• What the task asks:
Search the records below for "contains" and copy every line it turns up in.

-- Supplied information follows --

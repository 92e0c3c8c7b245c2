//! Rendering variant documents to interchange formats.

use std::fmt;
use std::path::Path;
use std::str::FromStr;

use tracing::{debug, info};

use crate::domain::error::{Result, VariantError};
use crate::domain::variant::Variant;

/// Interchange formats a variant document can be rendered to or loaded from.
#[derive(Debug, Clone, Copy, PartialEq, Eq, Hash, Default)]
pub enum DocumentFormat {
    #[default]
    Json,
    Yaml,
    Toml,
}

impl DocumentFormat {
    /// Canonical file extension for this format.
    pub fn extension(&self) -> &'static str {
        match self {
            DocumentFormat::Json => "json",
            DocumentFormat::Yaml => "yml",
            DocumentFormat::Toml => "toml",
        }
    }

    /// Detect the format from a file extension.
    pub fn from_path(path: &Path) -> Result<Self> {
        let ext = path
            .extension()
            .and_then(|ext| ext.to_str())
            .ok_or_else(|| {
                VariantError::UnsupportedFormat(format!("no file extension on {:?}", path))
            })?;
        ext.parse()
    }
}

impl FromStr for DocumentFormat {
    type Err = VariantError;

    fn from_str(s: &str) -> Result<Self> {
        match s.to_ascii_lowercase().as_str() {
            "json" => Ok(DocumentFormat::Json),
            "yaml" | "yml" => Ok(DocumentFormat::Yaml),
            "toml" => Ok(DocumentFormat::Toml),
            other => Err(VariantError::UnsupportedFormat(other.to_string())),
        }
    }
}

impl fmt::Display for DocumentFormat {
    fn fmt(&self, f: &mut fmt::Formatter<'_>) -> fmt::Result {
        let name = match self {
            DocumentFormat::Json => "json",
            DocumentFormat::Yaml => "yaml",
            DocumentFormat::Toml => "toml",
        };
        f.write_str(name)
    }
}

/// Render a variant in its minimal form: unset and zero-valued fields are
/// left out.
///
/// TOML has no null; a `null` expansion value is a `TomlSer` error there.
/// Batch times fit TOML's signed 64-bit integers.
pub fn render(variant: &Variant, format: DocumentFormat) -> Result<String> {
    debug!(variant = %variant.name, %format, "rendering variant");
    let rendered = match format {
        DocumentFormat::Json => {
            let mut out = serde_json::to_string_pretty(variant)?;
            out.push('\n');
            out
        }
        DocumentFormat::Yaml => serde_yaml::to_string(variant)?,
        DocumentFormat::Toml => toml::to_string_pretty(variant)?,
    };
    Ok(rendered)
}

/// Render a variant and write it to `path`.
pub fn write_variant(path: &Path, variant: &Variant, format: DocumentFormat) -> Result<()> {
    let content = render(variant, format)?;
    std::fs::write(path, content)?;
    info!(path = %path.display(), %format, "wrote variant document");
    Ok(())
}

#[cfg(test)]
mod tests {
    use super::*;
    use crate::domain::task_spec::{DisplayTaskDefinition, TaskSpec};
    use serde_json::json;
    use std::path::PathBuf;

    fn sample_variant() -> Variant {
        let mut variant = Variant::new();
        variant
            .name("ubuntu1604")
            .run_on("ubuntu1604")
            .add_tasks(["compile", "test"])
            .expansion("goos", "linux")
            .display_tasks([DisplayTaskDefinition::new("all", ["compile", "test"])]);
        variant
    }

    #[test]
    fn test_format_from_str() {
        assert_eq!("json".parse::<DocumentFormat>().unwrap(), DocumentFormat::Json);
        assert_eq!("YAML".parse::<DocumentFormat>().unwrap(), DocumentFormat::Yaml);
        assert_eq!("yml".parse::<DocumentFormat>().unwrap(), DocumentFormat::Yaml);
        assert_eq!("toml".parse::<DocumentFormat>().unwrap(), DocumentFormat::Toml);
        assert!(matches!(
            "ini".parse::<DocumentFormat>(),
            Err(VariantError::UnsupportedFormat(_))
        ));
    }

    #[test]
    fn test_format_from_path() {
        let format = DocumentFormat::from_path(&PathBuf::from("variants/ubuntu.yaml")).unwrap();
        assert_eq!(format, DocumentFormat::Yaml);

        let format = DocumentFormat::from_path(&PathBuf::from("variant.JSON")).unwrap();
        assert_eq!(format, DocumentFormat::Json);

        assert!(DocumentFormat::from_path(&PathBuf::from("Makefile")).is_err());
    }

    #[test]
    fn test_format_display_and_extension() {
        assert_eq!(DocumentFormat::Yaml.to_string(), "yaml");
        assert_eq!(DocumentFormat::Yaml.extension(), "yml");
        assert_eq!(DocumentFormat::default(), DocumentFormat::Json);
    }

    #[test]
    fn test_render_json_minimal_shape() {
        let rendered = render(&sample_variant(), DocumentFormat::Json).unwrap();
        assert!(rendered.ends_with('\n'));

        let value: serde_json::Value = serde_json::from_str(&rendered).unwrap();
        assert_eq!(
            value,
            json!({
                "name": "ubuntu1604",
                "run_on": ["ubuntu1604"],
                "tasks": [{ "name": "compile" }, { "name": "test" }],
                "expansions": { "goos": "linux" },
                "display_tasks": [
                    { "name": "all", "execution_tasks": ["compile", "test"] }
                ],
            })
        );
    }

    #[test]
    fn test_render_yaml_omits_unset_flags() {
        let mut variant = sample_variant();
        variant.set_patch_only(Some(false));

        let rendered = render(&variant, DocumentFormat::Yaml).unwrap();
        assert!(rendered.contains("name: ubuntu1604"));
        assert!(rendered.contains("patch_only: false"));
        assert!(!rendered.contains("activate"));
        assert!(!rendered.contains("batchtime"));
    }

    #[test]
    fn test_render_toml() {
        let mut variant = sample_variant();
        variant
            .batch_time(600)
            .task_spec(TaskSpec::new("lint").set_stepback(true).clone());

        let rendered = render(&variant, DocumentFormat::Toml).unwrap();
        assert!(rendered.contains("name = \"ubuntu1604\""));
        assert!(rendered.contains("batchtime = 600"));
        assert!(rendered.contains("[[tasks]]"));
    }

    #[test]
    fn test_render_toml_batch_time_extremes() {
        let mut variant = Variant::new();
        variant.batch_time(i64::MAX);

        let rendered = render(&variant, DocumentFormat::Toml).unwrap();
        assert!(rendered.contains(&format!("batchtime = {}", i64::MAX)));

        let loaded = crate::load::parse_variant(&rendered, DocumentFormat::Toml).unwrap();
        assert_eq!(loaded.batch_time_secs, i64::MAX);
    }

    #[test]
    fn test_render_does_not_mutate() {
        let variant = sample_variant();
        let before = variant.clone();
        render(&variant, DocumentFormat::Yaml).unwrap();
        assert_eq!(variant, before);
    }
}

-- Supplied information concluded --

• Response to this exercise:
        assert!(rendered.contains("name: ubuntu1604"));
        assert!(rendered.contains("patch_only: false"));
        assert!(!rendered.contains("activate"));
        assert!(!rendered.contains("batchtime"));
        assert!(rendered.contains("name = \"ubuntu1604\""));
        assert!(rendered.contains("batchtime = 600"));
        assert!(rendered.contains("[[tasks]]"));
        assert!(rendered.contains(&format!("batchtime = {}", i64::MAX)));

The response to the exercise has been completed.